L’Oiseau rare de Guadalupe Nettel
Cela faisait longtemps que je ne m’étais plus lancée dans un roman à l’aveugle, sans connaître son auteur·ice ou avoir lu/entendu des avis à son sujet. Et ce fut une très bonne expérience que cette découverte de L’Oiseau rare de Guadalupe Nettel, autrice mexicaine qui connaît visiblement un grand succès dans le monde hispanophone mais qui est très peu connue dans le monde francophone, j’ai l’impression.
Résumé
Laura et Alina ont la trentaine et sont amies depuis leurs études supérieures. L’un des éléments qui les a rapprochées : le fait qu’aucune d’elle ne souhaite enfanter. Alors, lorsqu’Alina annonce à Laura qu’elle a entamé un processus pour tomber enceinte, le monde de cette dernière vacille. Mais rapidement, la vie la force à se remettre sur pieds car son amie a grandement besoin d’elle.

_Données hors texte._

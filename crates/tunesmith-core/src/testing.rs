//! In-memory collaborators for unit tests.

use std::collections::{HashMap, VecDeque};
use std::path::{Path, PathBuf};
use std::sync::atomic::{AtomicUsize, Ordering};

use async_trait::async_trait;
use tokio::sync::{Mutex, watch};

use crate::client::{ContinuationRequest, GenerationRequest, GenerationService, RemoteStatus};
use crate::download::{DownloadId, DownloadManager};
use crate::error::{ClientError, DownloadError};

/// Scripted generation service.
///
/// Each task id pops its next poll reply from a queue; once the queue is
/// empty the task keeps reporting `Processing`.
#[derive(Default)]
pub struct FakeGenerationService {
    next_id: AtomicUsize,
    pub fail_submit: Mutex<Option<ClientError>>,
    scripts: Mutex<HashMap<String, VecDeque<Result<RemoteStatus, ClientError>>>>,
    polls: Mutex<Vec<String>>,
    submissions: Mutex<Vec<GenerationRequest>>,
    continuations: Mutex<Vec<ContinuationRequest>>,
}

impl FakeGenerationService {
    pub fn new() -> Self {
        Self::default()
    }

    pub async fn script(&self, task_id: &str, replies: Vec<Result<RemoteStatus, ClientError>>) {
        self.scripts
            .lock()
            .await
            .insert(task_id.to_owned(), replies.into());
    }

    pub async fn polled_ids(&self) -> Vec<String> {
        self.polls.lock().await.clone()
    }

    pub async fn poll_count(&self, task_id: &str) -> usize {
        self.polls.lock().await.iter().filter(|id| *id == task_id).count()
    }

    pub async fn submissions(&self) -> Vec<GenerationRequest> {
        self.submissions.lock().await.clone()
    }

    pub async fn continuations(&self) -> Vec<ContinuationRequest> {
        self.continuations.lock().await.clone()
    }

    async fn take_submit_error(&self) -> Option<ClientError> {
        self.fail_submit.lock().await.take()
    }

    fn issue_id(&self) -> String {
        format!("task-{}", self.next_id.fetch_add(1, Ordering::SeqCst) + 1)
    }
}

#[async_trait]
impl GenerationService for FakeGenerationService {
    async fn submit(&self, request: &GenerationRequest) -> Result<String, ClientError> {
        if let Some(e) = self.take_submit_error().await {
            return Err(e);
        }
        self.submissions.lock().await.push(request.clone());
        Ok(self.issue_id())
    }

    async fn submit_continuation(&self, request: &ContinuationRequest) -> Result<String, ClientError> {
        if let Some(e) = self.take_submit_error().await {
            return Err(e);
        }
        self.continuations.lock().await.push(request.clone());
        Ok(self.issue_id())
    }

    async fn poll_status(&self, task_id: &str) -> Result<RemoteStatus, ClientError> {
        self.polls.lock().await.push(task_id.to_owned());
        let mut scripts = self.scripts.lock().await;
        scripts
            .get_mut(task_id)
            .and_then(|q| q.pop_front())
            .unwrap_or(Ok(RemoteStatus::Processing))
    }
}

#[derive(Debug, Clone, PartialEq, Eq)]
enum FakeState {
    Running,
    Done { keep_file: bool },
    Failed(String),
}

/// Download manager whose downloads finish only when a test says so.
pub struct FakeDownloadManager {
    dir: PathBuf,
    next_id: AtomicUsize,
    urls: Mutex<Vec<String>>,
    released: Mutex<Vec<DownloadId>>,
    downloads: Mutex<HashMap<DownloadId, (PathBuf, watch::Sender<FakeState>)>>,
}

impl FakeDownloadManager {
    pub fn new(dir: &Path) -> Self {
        Self {
            dir: dir.to_path_buf(),
            next_id: AtomicUsize::new(0),
            urls: Mutex::new(Vec::new()),
            released: Mutex::new(Vec::new()),
            downloads: Mutex::new(HashMap::new()),
        }
    }

    pub async fn enqueued_urls(&self) -> Vec<String> {
        self.urls.lock().await.clone()
    }

    pub async fn complete(&self, download_id: &str, body: &[u8]) {
        let downloads = self.downloads.lock().await;
        if let Some((path, tx)) = downloads.get(download_id) {
            std::fs::write(path, body).unwrap();
            tx.send_replace(FakeState::Done { keep_file: true });
        }
    }

    /// Report success but make the path unresolvable.
    pub async fn complete_without_file(&self, download_id: &str) {
        if let Some((_, tx)) = self.downloads.lock().await.get(download_id) {
            tx.send_replace(FakeState::Done { keep_file: false });
        }
    }

    pub async fn fail(&self, download_id: &str, message: &str) {
        if let Some((_, tx)) = self.downloads.lock().await.get(download_id) {
            tx.send_replace(FakeState::Failed(message.to_owned()));
        }
    }

    /// Ids passed to `release`, in call order.
    pub async fn released(&self) -> Vec<DownloadId> {
        self.released.lock().await.clone()
    }

    /// Ids issued and not yet released, oldest first.
    pub async fn ids(&self) -> Vec<DownloadId> {
        let mut ids: Vec<_> = self.downloads.lock().await.keys().cloned().collect();
        ids.sort_by_key(|id| id.trim_start_matches("dl-").parse::<usize>().unwrap_or(0));
        ids
    }
}

#[async_trait]
impl DownloadManager for FakeDownloadManager {
    async fn enqueue(&self, url: &str, destination_name: &str) -> Result<DownloadId, DownloadError> {
        let id = format!("dl-{}", self.next_id.fetch_add(1, Ordering::SeqCst) + 1);
        let path = self.dir.join(destination_name);
        let (tx, _rx) = watch::channel(FakeState::Running);
        self.urls.lock().await.push(url.to_owned());
        self.downloads.lock().await.insert(id.clone(), (path, tx));
        Ok(id)
    }

    async fn wait(&self, download_id: &str) -> Result<(), DownloadError> {
        let mut rx = {
            let downloads = self.downloads.lock().await;
            let (_, tx) = downloads
                .get(download_id)
                .ok_or_else(|| DownloadError::UnknownDownload(download_id.to_owned()))?;
            tx.subscribe()
        };
        let state = rx
            .wait_for(|s| *s != FakeState::Running)
            .await
            .map_err(|_| DownloadError::Network("fake dropped".into()))?
            .clone();
        match state {
            FakeState::Failed(m) => Err(DownloadError::Network(m)),
            _ => Ok(()),
        }
    }

    async fn destination(&self, download_id: &str) -> Option<PathBuf> {
        self.downloads
            .lock()
            .await
            .get(download_id)
            .map(|(path, _)| path.clone())
    }

    async fn resolve_path(&self, download_id: &str) -> Option<PathBuf> {
        let downloads = self.downloads.lock().await;
        let (path, tx) = downloads.get(download_id)?;
        match *tx.borrow() {
            FakeState::Done { keep_file: true } => Some(path.clone()),
            _ => None,
        }
    }

    async fn release(&self, download_id: &str) {
        self.released.lock().await.push(download_id.to_owned());
        self.downloads.lock().await.remove(download_id);
    }
}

Dans le même temps, Laura rencontre Nico, le petit garçon qui vit dans l’appartement voisin du sien. Celui-ci est sujet à de terribles colères qui font trembler les murs. Laura n’aime pas particulièrement les enfants et s’en tient généralement écarte. Pourtant, la situation de Nico l’émeut et elle va le prendre sous son aile. A travers les expériences de cette jeune femme, l’autrice questionne la définition de la maternité et les différentes manières de faire famille.
Ce que j’en ai pensé ?!
Dès les premières lignes, je me suis identifiée à Laura tant ses pensées sont similaires à celles qui me traversent régulièrement l’esprit. C’est rare et assez déstabilisant [j’avais presque l’impression que l’autrice était dans ma tête] mais c’est aussi ce qui m’a fait accrocher directement à cette histoire.

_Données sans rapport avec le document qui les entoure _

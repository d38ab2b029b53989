//! Command-line argument definitions.

use std::path::PathBuf;

use clap::{Parser, Subcommand};

/// tunesmith - generate music remotely, download it and edit it locally
#[derive(Parser)]
#[command(name = "tunesmith")]
#[command(author, version, about, long_about = None)]
#[command(propagate_version = true)]
pub(crate) struct Cli {
    #[command(subcommand)]
    pub command: Commands,
}

#[derive(Subcommand)]
pub(crate) enum Commands {
    /// Submit a text prompt for generation
    Submit {
        /// What the music should sound like
        prompt: String,

        /// Model name; short names get the configured namespace
        #[arg(short, long)]
        model: Option<String>,

        /// Requested length in seconds
        #[arg(short, long, default_value_t = 10.0)]
        duration: f64,

        /// Stay until the task is ready or failed
        #[arg(long)]
        wait: bool,

        /// Download the result once it is ready (implies --wait)
        #[arg(long)]
        download: bool,
    },

    /// Continue an existing audio file
    Continue {
        /// Seed audio to continue from
        seed: PathBuf,

        /// Optional description of the continuation
        #[arg(long)]
        description: Option<String>,

        #[arg(short, long)]
        model: Option<String>,

        /// Requested length in seconds
        #[arg(short, long, default_value_t = 10.0)]
        duration: f64,

        #[arg(long)]
        wait: bool,

        #[arg(long)]
        download: bool,
    },

    /// List every task
    List {
        /// Print tasks as JSON
        #[arg(long)]
        json: bool,
    },

    /// Resume interrupted polls and downloads, then wait for them
    Resume,

    /// Download a ready task and wait for the file
    Download {
        task_id: String,
    },

    /// Delete a task by id or title
    Delete {
        /// Task id (omit when using --title)
        #[arg(required_unless_present = "title")]
        task_id: Option<String>,

        #[arg(long, conflicts_with = "task_id")]
        title: Option<String>,

        /// Also remove the downloaded file
        #[arg(long)]
        delete_file: bool,
    },

    /// Submit a failed task again
    Resubmit {
        task_id: String,

        #[arg(long)]
        wait: bool,
    },

    /// Show prompt templates
    Presets {
        /// Genre to show; lists genres when omitted
        genre: Option<String>,
    },

    /// Print a coarse waveform of an audio file
    Waveform {
        file: PathBuf,
    },

    /// Cut a time range out of an audio file
    Trim {
        file: PathBuf,

        /// Start in milliseconds
        #[arg(long)]
        start: u64,

        /// End in milliseconds
        #[arg(long)]
        end: u64,

        /// Output name (sanitised, .wav appended)
        #[arg(short, long)]
        name: String,
    },

    /// Change the volume of a time range
    Volume {
        file: PathBuf,

        #[arg(long)]
        start: u64,

        #[arg(long)]
        end: u64,

        /// Linear factor: 0 mutes, 1 keeps, above 1 amplifies
        #[arg(short, long)]
        gain: f32,

        #[arg(short, long)]
        name: String,
    },

    /// Join audio files in order
    Concat {
        #[arg(required = true)]
        files: Vec<PathBuf>,

        #[arg(short, long)]
        name: String,
    },

    /// List saved edits
    Edits {
        /// Remove the edit with this id from the list
        #[arg(long)]
        delete: Option<i64>,
    },

    /// Download a static ffmpeg build if none is installed
    InstallCodec,
}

L’amie sur laquelle j’avais toujours pu compter allait cesser d’exister, et moi, j’étais là, de l’autre côté du combiné, à la féliciter pour cela ? Il faut admettre que l’entendre si heureuse avait quelque chose de contagieux. J’avais certes milité toute ma vie pour sauver mon genre d’un tel fardeau mais j’avais décidé de ne pas lutter contre cette joie.

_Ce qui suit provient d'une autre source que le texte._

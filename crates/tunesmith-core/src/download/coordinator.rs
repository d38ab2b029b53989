//! Download orchestration for Ready tasks.

use std::collections::HashSet;
use std::path::{Path, PathBuf};
use std::sync::{Arc, Mutex};

use chrono::Utc;
use tokio::sync::oneshot;
use tracing::{debug, info, warn};

use tunesmith_types::sanitize_file_name;

use super::http::part_path;
use super::{DownloadId, DownloadManager};
use crate::error::{DownloadError, TaskError};
use crate::store::{DownloadRecord, DownloadRecordStore, SqliteStore};
use crate::task::GenerationTask;

/// Extension forced onto downloaded generations.
const DOWNLOAD_EXTENSION: &str = "wav";

/// Exclusive right to download one task.  Released on drop.
#[derive(Debug)]
pub struct DownloadClaim {
    task_id: String,
    in_flight: Arc<Mutex<HashSet<String>>>,
}

impl Drop for DownloadClaim {
    fn drop(&mut self) {
        if let Ok(mut set) = self.in_flight.lock() {
            set.remove(&self.task_id);
        }
    }
}

/// A started download.  Holds the task's claim until dropped.
#[derive(Debug)]
pub struct DownloadHandle {
    pub download_id: DownloadId,
    result: oneshot::Receiver<Result<PathBuf, TaskError>>,
    _claim: DownloadClaim,
}

impl DownloadHandle {
    /// Wait for the single completion result of this download.
    pub async fn finished(&mut self) -> Result<PathBuf, TaskError> {
        (&mut self.result)
            .await
            .unwrap_or_else(|_| Err(TaskError::Storage("download waiter stopped".into())))
    }
}

/// Outcome of re-attaching to a download after a restart.
#[derive(Debug)]
pub enum Resumed {
    /// The file from before the restart is already complete.
    Completed { path: PathBuf, download_id: Option<DownloadId> },
    /// The download was started again.
    Restarted(DownloadHandle),
}

pub struct DownloadCoordinator {
    manager: Arc<dyn DownloadManager>,
    store: Arc<SqliteStore>,
    in_flight: Arc<Mutex<HashSet<String>>>,
}

impl std::fmt::Debug for DownloadCoordinator {
    fn fmt(&self, f: &mut std::fmt::Formatter<'_>) -> std::fmt::Result {
        let count = self.in_flight.lock().map(|s| s.len()).unwrap_or(0);
        write!(f, "DownloadCoordinator({count} in flight)")
    }
}

impl DownloadCoordinator {
    pub fn new(manager: Arc<dyn DownloadManager>, store: Arc<SqliteStore>) -> Self {
        Self {
            manager,
            store,
            in_flight: Arc::new(Mutex::new(HashSet::new())),
        }
    }

    /// Claim `task_id` for downloading.  `None` if a download for it is
    /// already in flight.
    pub fn try_claim(&self, task_id: &str) -> Option<DownloadClaim> {
        let mut set = self.in_flight.lock().ok()?;
        if !set.insert(task_id.to_owned()) {
            return None;
        }
        Some(DownloadClaim {
            task_id: task_id.to_owned(),
            in_flight: Arc::clone(&self.in_flight),
        })
    }

    pub fn is_in_flight(&self, task_id: &str) -> bool {
        self.in_flight
            .lock()
            .map(|s| s.contains(task_id))
            .unwrap_or(false)
    }

    /// Enqueue the fetch for `task.remote_url`, persist its
    /// [`DownloadRecord`] and start listening for completion.
    pub async fn start(
        &self,
        claim: DownloadClaim,
        task: &GenerationTask,
    ) -> Result<DownloadHandle, TaskError> {
        let url = task
            .remote_url
            .as_deref()
            .filter(|u| !u.trim().is_empty())
            .ok_or_else(|| TaskError::Validation(format!("task {} has no download url", task.task_id)))?;
        let name = sanitize_file_name(&task.title, DOWNLOAD_EXTENSION);

        let download_id = self.manager.enqueue(url, &name).await?;
        let destination = self
            .manager
            .destination(&download_id)
            .await
            .unwrap_or_else(|| PathBuf::from(&name));

        let record = DownloadRecord {
            download_id: download_id.clone(),
            task_id: task.task_id.clone(),
            destination,
            created_at: Utc::now(),
        };
        self.store.put_download_record(&record).await?;
        info!(task_id = %task.task_id, download_id = %download_id, destination = %record.destination.display(), "download enqueued");

        Ok(self.listen(claim, download_id))
    }

    /// Re-attach to a `Downloading` task after a restart.
    pub async fn resume(
        &self,
        claim: DownloadClaim,
        task: &GenerationTask,
    ) -> Result<Resumed, TaskError> {
        if let Some(record) = self.store.download_record_for_task(&task.task_id).await? {
            if let Some(path) = self.manager.resolve_path(&record.download_id).await {
                return Ok(Resumed::Completed { path, download_id: Some(record.download_id) });
            }
            // The manager promotes files atomically, so a non-empty file at
            // the recorded destination is a finished download.
            let finished = tokio::fs::metadata(&record.destination)
                .await
                .map(|m| m.is_file() && m.len() > 0)
                .unwrap_or(false);
            if finished {
                debug!(task_id = %task.task_id, path = %record.destination.display(), "found completed download on disk");
                return Ok(Resumed::Completed {
                    path: record.destination,
                    download_id: Some(record.download_id),
                });
            }
            debug!(task_id = %task.task_id, download_id = %record.download_id, "stale download record; restarting");
            self.manager.release(&record.download_id).await;
            remove_leftover(&part_path(&record.destination)).await;
            remove_leftover(&record.destination).await;
        }
        self.start(claim, task).await.map(Resumed::Restarted)
    }

    /// Drop the persisted record and the manager's bookkeeping once the
    /// owning task has been updated.
    pub async fn forget(&self, download_id: &str) {
        self.manager.release(download_id).await;
        if let Err(e) = self.store.remove_download_record(download_id).await {
            warn!(download_id, error = %e, "failed to remove download record");
        }
    }

    /// Abort whatever download is recorded for `task_id` and discard its
    /// partial file.  Returns whether there was one.
    pub async fn cancel_for_task(&self, task_id: &str) -> Result<bool, TaskError> {
        let Some(record) = self.store.download_record_for_task(task_id).await? else {
            return Ok(false);
        };
        info!(task_id, download_id = %record.download_id, "cancelling download");
        self.forget(&record.download_id).await;
        remove_leftover(&part_path(&record.destination)).await;
        Ok(true)
    }

    fn listen(&self, claim: DownloadClaim, download_id: DownloadId) -> DownloadHandle {
        let (tx, rx) = oneshot::channel();
        let manager = Arc::clone(&self.manager);
        let id = download_id.clone();
        tokio::spawn(async move {
            let result = match manager.wait(&id).await {
                Ok(()) => manager.resolve_path(&id).await.ok_or_else(|| {
                    TaskError::Storage(format!("download {id} completed but its file cannot be found"))
                }),
                Err(DownloadError::UnknownDownload(id)) => Err(TaskError::Storage(format!(
                    "download {id} is not known to the download manager"
                ))),
                Err(e) => Err(e.into()),
            };
            let _ = tx.send(result);
        });
        DownloadHandle {
            download_id,
            result: rx,
            _claim: claim,
        }
    }
}

/// Remove a partial file left by an interrupted download.  Non-empty
/// finished files are kept.
async fn remove_leftover(path: &Path) {
    let is_part = path.extension().is_some_and(|e| e == "part");
    match tokio::fs::metadata(path).await {
        Ok(m) if m.is_file() && (is_part || m.len() == 0) => {
            match tokio::fs::remove_file(path).await {
                Ok(()) => debug!(path = %path.display(), "removed leftover download file"),
                Err(e) => warn!(path = %path.display(), error = %e, "failed to remove leftover download file"),
            }
        }
        _ => {}
    }
}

L’autrice nous raconte deux années de la vie de ces deux amies, alternant les chapitres consacrés à Laura et ceux concernant Alina. Néanmoins, toute la narration se fait à la première personne du singulier, du point de vue de Laura : comme si elle nous racontait leur histoire. Le rythme est assez particulier : alors qu’on pourrait croire que les événements d’un chapitre à l’autre se passent simultanément dans la vie de chacune, on s’aperçoit que les deux temporalités ne concordent pas toujours. Parfois, il se passe quelques heures dans la vie de l’une quand on passe plusieurs jours avec l’autre. Cela m’a gênée à plusieurs reprises car j’avais l’impression d’être face à des “anomalies” du texte et cela m’a plusieurs fois fait sortir de ma lecture. Mais, d’un côté, c’était tellement flagrant qu’à la deuxième, je me suis dit que cela devait être voulu.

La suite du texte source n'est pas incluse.